WHAT YOU SHOULD DO =
Each line of the data below that carries the word "DefinitionError" needs to be copied.
DATASET START
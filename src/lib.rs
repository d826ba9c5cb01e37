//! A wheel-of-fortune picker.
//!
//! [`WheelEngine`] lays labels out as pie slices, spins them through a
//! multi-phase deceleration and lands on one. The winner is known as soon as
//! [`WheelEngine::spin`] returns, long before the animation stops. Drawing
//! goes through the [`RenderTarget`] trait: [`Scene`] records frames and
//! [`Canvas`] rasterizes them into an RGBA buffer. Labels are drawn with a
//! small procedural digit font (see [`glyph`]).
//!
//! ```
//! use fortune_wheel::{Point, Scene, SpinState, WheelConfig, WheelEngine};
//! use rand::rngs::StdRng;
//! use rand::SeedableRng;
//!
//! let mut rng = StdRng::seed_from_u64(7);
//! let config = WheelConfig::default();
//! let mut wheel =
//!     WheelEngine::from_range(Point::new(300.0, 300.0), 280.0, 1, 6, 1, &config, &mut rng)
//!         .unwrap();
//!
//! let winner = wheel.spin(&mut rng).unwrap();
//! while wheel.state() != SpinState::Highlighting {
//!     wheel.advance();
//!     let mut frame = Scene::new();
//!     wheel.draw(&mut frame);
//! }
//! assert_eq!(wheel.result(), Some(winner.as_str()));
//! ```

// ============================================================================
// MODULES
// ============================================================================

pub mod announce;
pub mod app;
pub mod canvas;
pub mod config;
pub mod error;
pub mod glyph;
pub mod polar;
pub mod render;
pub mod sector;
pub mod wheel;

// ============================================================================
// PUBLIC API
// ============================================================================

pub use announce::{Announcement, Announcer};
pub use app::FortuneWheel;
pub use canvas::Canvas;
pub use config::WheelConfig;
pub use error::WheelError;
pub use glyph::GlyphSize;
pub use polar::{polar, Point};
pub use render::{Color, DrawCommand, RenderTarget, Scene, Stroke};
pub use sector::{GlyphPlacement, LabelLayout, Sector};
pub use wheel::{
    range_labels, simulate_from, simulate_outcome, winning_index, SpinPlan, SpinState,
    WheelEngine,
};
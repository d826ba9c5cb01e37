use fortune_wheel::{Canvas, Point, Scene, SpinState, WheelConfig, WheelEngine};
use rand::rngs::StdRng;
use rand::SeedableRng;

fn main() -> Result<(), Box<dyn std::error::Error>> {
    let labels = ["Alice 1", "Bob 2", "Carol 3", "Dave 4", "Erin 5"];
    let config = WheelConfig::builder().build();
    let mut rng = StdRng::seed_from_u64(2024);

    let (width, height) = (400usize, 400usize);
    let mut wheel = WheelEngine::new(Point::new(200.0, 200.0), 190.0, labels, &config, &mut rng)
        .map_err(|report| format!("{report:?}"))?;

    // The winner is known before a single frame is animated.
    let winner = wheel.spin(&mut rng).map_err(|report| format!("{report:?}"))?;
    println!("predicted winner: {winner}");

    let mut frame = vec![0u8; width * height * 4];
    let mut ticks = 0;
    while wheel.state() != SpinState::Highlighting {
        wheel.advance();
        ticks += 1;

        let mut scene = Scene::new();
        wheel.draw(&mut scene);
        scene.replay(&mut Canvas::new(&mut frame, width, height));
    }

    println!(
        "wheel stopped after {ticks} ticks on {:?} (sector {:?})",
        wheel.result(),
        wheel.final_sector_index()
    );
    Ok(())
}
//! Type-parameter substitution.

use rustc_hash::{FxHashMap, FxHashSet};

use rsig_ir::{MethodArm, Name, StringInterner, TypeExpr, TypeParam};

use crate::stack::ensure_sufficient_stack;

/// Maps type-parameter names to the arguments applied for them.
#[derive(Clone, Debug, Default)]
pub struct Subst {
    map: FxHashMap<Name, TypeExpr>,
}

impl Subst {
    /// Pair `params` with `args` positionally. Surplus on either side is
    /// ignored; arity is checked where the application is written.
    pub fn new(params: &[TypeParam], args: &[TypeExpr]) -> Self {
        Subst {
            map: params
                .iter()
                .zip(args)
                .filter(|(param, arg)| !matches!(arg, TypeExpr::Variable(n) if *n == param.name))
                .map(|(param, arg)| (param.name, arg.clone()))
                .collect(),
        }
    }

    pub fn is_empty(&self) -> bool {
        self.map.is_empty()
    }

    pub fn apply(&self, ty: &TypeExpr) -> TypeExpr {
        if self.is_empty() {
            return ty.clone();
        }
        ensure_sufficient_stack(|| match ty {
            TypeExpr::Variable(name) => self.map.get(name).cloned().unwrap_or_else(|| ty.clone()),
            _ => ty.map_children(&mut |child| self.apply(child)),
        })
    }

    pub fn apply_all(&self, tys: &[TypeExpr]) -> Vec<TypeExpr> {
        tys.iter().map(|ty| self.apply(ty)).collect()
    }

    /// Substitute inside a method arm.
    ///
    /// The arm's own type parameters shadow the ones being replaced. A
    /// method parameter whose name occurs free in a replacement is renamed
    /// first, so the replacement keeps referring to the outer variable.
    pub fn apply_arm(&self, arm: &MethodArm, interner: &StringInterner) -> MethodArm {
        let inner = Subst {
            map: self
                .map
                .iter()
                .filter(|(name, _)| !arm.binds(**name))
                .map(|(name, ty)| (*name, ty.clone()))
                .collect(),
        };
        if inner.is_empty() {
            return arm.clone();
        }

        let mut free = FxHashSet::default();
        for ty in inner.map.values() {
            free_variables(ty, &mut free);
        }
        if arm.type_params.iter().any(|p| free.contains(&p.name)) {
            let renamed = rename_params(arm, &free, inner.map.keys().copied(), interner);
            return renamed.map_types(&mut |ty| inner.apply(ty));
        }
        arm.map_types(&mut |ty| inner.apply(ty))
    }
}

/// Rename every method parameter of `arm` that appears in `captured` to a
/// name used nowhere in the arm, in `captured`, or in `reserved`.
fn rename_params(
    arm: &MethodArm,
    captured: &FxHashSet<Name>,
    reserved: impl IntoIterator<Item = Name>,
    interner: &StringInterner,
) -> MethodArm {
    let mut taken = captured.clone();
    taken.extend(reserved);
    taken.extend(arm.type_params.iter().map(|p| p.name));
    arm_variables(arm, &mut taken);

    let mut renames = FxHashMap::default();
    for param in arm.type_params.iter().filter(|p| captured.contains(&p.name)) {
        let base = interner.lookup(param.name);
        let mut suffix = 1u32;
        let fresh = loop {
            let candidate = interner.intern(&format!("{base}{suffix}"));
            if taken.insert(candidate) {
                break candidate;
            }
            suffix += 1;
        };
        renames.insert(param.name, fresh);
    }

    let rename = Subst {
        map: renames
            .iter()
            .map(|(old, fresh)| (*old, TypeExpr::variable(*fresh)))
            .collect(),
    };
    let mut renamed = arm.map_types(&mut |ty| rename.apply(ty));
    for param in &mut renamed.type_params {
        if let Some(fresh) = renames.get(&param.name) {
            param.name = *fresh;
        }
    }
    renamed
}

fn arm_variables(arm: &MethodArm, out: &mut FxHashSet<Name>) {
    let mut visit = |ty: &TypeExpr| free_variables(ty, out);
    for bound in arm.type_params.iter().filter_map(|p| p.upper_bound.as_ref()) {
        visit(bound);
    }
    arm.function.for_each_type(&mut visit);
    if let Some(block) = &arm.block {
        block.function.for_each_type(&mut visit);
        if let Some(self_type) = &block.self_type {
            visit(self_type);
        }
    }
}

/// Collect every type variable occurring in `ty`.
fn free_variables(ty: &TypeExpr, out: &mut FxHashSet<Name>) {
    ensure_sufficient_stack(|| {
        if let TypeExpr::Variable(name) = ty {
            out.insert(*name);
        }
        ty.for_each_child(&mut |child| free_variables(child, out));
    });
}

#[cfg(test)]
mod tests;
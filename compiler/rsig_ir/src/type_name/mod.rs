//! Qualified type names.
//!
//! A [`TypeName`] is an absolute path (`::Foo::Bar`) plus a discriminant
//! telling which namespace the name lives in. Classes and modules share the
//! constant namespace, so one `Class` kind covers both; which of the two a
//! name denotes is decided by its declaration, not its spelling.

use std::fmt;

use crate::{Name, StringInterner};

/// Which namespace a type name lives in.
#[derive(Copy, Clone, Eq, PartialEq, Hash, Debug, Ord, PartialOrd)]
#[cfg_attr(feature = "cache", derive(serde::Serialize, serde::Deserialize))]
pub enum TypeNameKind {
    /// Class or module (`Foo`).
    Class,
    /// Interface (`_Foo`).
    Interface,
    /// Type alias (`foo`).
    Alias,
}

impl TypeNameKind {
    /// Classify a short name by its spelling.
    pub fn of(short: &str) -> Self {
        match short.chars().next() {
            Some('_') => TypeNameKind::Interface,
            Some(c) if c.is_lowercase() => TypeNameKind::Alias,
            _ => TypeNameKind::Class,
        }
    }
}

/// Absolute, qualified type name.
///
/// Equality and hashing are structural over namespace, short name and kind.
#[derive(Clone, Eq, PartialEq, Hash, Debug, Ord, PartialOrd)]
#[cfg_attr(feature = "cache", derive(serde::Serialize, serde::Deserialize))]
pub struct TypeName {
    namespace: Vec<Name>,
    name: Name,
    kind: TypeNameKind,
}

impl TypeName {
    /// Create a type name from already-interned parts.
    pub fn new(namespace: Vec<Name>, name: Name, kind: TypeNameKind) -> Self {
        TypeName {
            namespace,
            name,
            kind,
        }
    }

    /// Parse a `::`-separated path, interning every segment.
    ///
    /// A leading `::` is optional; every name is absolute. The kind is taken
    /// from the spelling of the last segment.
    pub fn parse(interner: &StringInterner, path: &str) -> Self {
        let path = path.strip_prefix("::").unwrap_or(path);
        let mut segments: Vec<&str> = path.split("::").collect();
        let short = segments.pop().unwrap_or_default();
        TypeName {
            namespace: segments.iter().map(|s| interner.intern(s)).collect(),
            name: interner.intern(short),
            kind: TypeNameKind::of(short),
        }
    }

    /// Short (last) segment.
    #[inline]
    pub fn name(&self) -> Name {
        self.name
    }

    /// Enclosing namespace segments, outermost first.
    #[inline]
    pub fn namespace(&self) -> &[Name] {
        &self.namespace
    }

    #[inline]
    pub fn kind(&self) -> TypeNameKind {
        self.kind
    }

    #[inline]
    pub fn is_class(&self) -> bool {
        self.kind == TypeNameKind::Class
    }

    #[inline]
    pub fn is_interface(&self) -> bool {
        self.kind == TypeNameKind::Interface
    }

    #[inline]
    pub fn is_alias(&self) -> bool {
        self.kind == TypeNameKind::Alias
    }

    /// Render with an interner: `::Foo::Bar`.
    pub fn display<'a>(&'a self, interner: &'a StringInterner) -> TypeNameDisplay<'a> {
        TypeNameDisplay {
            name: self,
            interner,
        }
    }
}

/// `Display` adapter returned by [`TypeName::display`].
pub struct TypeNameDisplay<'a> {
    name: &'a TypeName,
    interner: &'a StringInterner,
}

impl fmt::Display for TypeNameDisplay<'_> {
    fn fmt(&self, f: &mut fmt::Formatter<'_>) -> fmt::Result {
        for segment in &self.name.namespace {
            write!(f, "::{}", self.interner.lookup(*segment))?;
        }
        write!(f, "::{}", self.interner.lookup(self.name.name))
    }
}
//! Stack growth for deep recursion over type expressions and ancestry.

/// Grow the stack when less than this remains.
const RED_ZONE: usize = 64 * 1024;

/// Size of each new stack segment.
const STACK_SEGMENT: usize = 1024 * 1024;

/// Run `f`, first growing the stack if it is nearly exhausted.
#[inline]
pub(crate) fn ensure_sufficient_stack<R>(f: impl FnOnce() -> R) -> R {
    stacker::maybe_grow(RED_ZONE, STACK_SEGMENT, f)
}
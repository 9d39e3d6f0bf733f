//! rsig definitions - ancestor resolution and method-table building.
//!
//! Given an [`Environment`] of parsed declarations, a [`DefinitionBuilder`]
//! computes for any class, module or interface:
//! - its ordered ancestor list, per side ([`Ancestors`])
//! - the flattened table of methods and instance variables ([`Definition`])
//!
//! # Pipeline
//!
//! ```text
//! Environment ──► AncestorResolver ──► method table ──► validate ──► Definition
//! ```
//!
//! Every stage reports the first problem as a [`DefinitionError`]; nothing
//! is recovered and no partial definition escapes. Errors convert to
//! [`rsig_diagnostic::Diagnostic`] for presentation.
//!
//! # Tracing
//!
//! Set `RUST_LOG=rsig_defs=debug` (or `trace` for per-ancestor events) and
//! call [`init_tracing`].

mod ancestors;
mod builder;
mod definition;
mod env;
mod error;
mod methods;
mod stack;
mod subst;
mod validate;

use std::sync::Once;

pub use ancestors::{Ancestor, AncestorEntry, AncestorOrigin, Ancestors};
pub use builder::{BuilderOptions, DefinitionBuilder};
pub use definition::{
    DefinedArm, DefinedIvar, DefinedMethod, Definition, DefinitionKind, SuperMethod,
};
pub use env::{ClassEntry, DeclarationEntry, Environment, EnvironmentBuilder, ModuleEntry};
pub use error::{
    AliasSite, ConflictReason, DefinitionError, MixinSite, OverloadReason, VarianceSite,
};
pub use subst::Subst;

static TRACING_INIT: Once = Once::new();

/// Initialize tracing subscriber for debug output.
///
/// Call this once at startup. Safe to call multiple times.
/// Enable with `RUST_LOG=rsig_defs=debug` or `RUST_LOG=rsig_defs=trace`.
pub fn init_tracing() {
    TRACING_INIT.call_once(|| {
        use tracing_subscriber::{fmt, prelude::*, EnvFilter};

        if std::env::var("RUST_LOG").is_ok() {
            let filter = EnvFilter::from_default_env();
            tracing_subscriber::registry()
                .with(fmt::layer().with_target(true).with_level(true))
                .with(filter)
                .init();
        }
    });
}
DATASET END
ANSWER SECTION =
//! Every stage reports the first problem as a [`DefinitionError`]; nothing
    AliasSite, ConflictReason, DefinitionError, MixinSite, OverloadReason, VarianceSite,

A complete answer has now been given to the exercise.